For, as we were once passing by an iron door on the lower floor, he stopped, and for some minutes stood listening with a leer most keen and cunning. Presently the cry “Hark!” escaped him; and he then turned to me and wrote on the tablet: “Did you not hear?” I had heard nothing but the roar; and he howled into my ear in sounds now audible to me as an echo caught far off in dreams: “You shall see.”
He took up the candlestick; produced from the pocket of his robe a key; unlocked the iron door; and we passed into a room very loftily domed in proportion to its area, and empty, save that a pair of steps lay against its wall, and that in the centre of its marble floor was a pool, like a Roman “impluvium,” only round like the room—a pool evidently profound in depth, full of a thick and inky fluid. I was very perturbed by its present aspect, for as the candle burned upon its surface, I observed that this had been quite recently disturbed, in a style for which the shivering of the house could not account, since ripples of slime were now rounding out from its middle to its brink. When I glanced at Harfager for explanation, he gave me a signal to wait; and now for about an hour, with his hands behind his back, paced the chamber; but then paused, and we two stood together by the pool’s margin, gazing into the water. Suddenly his clutch tightened on my arm, and I saw, with a touch of horror, a tiny ball, probably of lead, but daubed blood-red by some chemical, fall from the roof, and sink into the middle of the pool. It hissed on contact with the water a whiff of mist.
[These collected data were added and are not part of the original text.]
#![deny(
    unsafe_code,
    missing_docs,
    dead_code,
    unused_results,
    non_snake_case,
    unreachable_pub
)]

//! Flow-field steering for the enemy horde.
//!
//! [`Steering`] turns the shared direction field into per-enemy headings and
//! pushes enemies out of impassable cells. [`separation::Separation`] keeps
//! enemies from stacking on top of each other once they have moved.

pub mod separation;

use glam::Vec2;
use horde_survival_core::{Command, EnemySnapshot, EnemyView, Event, FlowFieldView};

/// Configuration parameters required to construct the steering system.
#[derive(Clone, Copy, Debug)]
pub struct Config {
    deflection_stiffness: f32,
}

impl Config {
    /// Creates a configuration that pushes enemies out of impassable cells
    /// with the provided spring constant.
    #[must_use]
    pub const fn new(deflection_stiffness: f32) -> Self {
        Self {
            deflection_stiffness,
        }
    }
}

/// Pure system that emits one steering command per enemy and tick.
#[derive(Debug)]
pub struct Steering {
    config: Config,
}

impl Steering {
    /// Creates a new steering system using the supplied configuration.
    #[must_use]
    pub fn new(config: Config) -> Self {
        Self { config }
    }

    /// Emits [`Command::SteerEnemy`] for every enemy, in identifier order,
    /// when the batch contains a `TimeAdvanced` event.
    pub fn handle(
        &mut self,
        events: &[Event],
        enemies: &EnemyView,
        field: FlowFieldView<'_>,
        player_position: Vec2,
        out: &mut Vec<Command>,
    ) {
        if !events
            .iter()
            .any(|event| matches!(event, Event::TimeAdvanced { .. }))
        {
            return;
        }

        for enemy in enemies.iter() {
            let (heading, push) = self.steer(enemy, &field, player_position);
            out.push(Command::SteerEnemy {
                enemy: enemy.id,
                heading,
                push,
            });
        }
    }

    /// Heading and positional correction for a single enemy.
    #[must_use]
    pub fn steer(
        &self,
        enemy: &EnemySnapshot,
        field: &FlowFieldView<'_>,
        player_position: Vec2,
    ) -> (Vec2, Vec2) {
        let geometry = field.geometry();
        let cell = geometry.world_to_cell(enemy.position);

        let descends = field.distance(cell).is_some_and(|distance| distance > 0);
        let heading = match field.direction(cell) {
            Some(direction) if descends => direction.unit_vector(),
            _ => (player_position - enemy.position).normalize_or_zero(),
        };

        if !field.is_impassable(cell) {
            return (heading, Vec2::ZERO);
        }

        let center = geometry.cell_to_world_center(cell);
        let offset = enemy.position - center;
        let distance = offset.length();
        let penetration = (geometry.cell_size() * 0.5 + enemy.radius - distance).max(0.0);
        let away = if distance > f32::EPSILON {
            offset / distance
        } else {
            field
                .direction(cell)
                .map_or(Vec2::ZERO, |direction| direction.unit_vector())
        };

        (Vec2::ZERO, away * self.config.deflection_stiffness * penetration)
    }
}
#![deny(
    unsafe_code,
    missing_docs,
    dead_code,
    unused_results,
    non_snake_case,
    unreachable_pub
)]

//! Pickup collection and the experience curve.

use horde_survival_core::{
    Command, Event, PickupKind, PickupSnapshot, PlayerSnapshot, ProgressSnapshot,
};

/// First level that can no longer be reached.
pub const MAX_LEVEL: u32 = 100;

/// Experience needed to advance from `level` to the next one.
///
/// Follows `floor((level + 1)² / 0.08)`, evaluated exactly as
/// `(level + 1)² × 25 / 2`. Returns `None` once the next level would reach
/// [`MAX_LEVEL`].
#[must_use]
pub fn next_level_threshold(level: u32) -> Option<u32> {
    let next = level.checked_add(1)?;
    if next >= MAX_LEVEL {
        return None;
    }
    next.checked_mul(next)?.checked_mul(25).map(|value| value / 2)
}

/// Pure system that collects touched pickups and promotes the player.
#[derive(Debug, Default)]
pub struct Progression;

impl Progression {
    /// Creates a new progression system.
    #[must_use]
    pub fn new() -> Self {
        Self
    }

    /// Consumes events and immutable views to emit progression commands.
    ///
    /// A `TimeAdvanced` event collects every pickup overlapping the player's
    /// bounds. A `PickupCollected` event that granted experience triggers a
    /// level check against `progress`, which must already include the
    /// collected experience.
    pub fn handle(
        &mut self,
        events: &[Event],
        player: &PlayerSnapshot,
        pickups: &[PickupSnapshot],
        progress: ProgressSnapshot,
        out: &mut Vec<Command>,
    ) {
        let mut ticked = false;
        let mut gained = false;
        for event in events {
            match event {
                Event::TimeAdvanced { .. } => ticked = true,
                Event::PickupCollected {
                    kind: PickupKind::Experience { .. },
                    ..
                } => gained = true,
                _ => {}
            }
        }

        if ticked {
            for pickup in pickups {
                if pickup.bounds.intersects(&player.bounds) {
                    out.push(Command::CollectPickup { pickup: pickup.id });
                }
            }
        }

        if gained && Self::ready_to_level(progress) {
            out.push(Command::LevelUp);
        }
    }

    fn ready_to_level(progress: ProgressSnapshot) -> bool {
        next_level_threshold(progress.level)
            .is_some_and(|threshold| progress.experience >= threshold)
    }
}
“In the name of all that is sinister,” I whispered, “what thing is this?”
Again he made me a busy and confident signal to wait, moved the ladder-steps toward the pool, handed me the taper. When I had mounted, holding high the light, I saw hanging out of the fogs in the dome a globe of old copper, lengthened into balloon-shape by a neck, at the end of which I could spy a tiny hole. Painted over the globe was barely visible in red print-letters:
“HARFAGER-HOUS: 1389–188.”
I was down quicker than I went up!
“But the meaning?” I panted.
“Did you see the writing?”
“Yes. The meaning?”
He wrote: “By comparing Gascoigne with Thrunster, I find that the house was built about 1389.”
“But the last figures?”
“After the last 8,” he replied, “there is another figure not quite obliterated by a tarnish-spot.”
“What figure?” I asked.
“It cannot be read, but may be surmised. As the year 1888 is now all but passed, it can only be the figure 9.”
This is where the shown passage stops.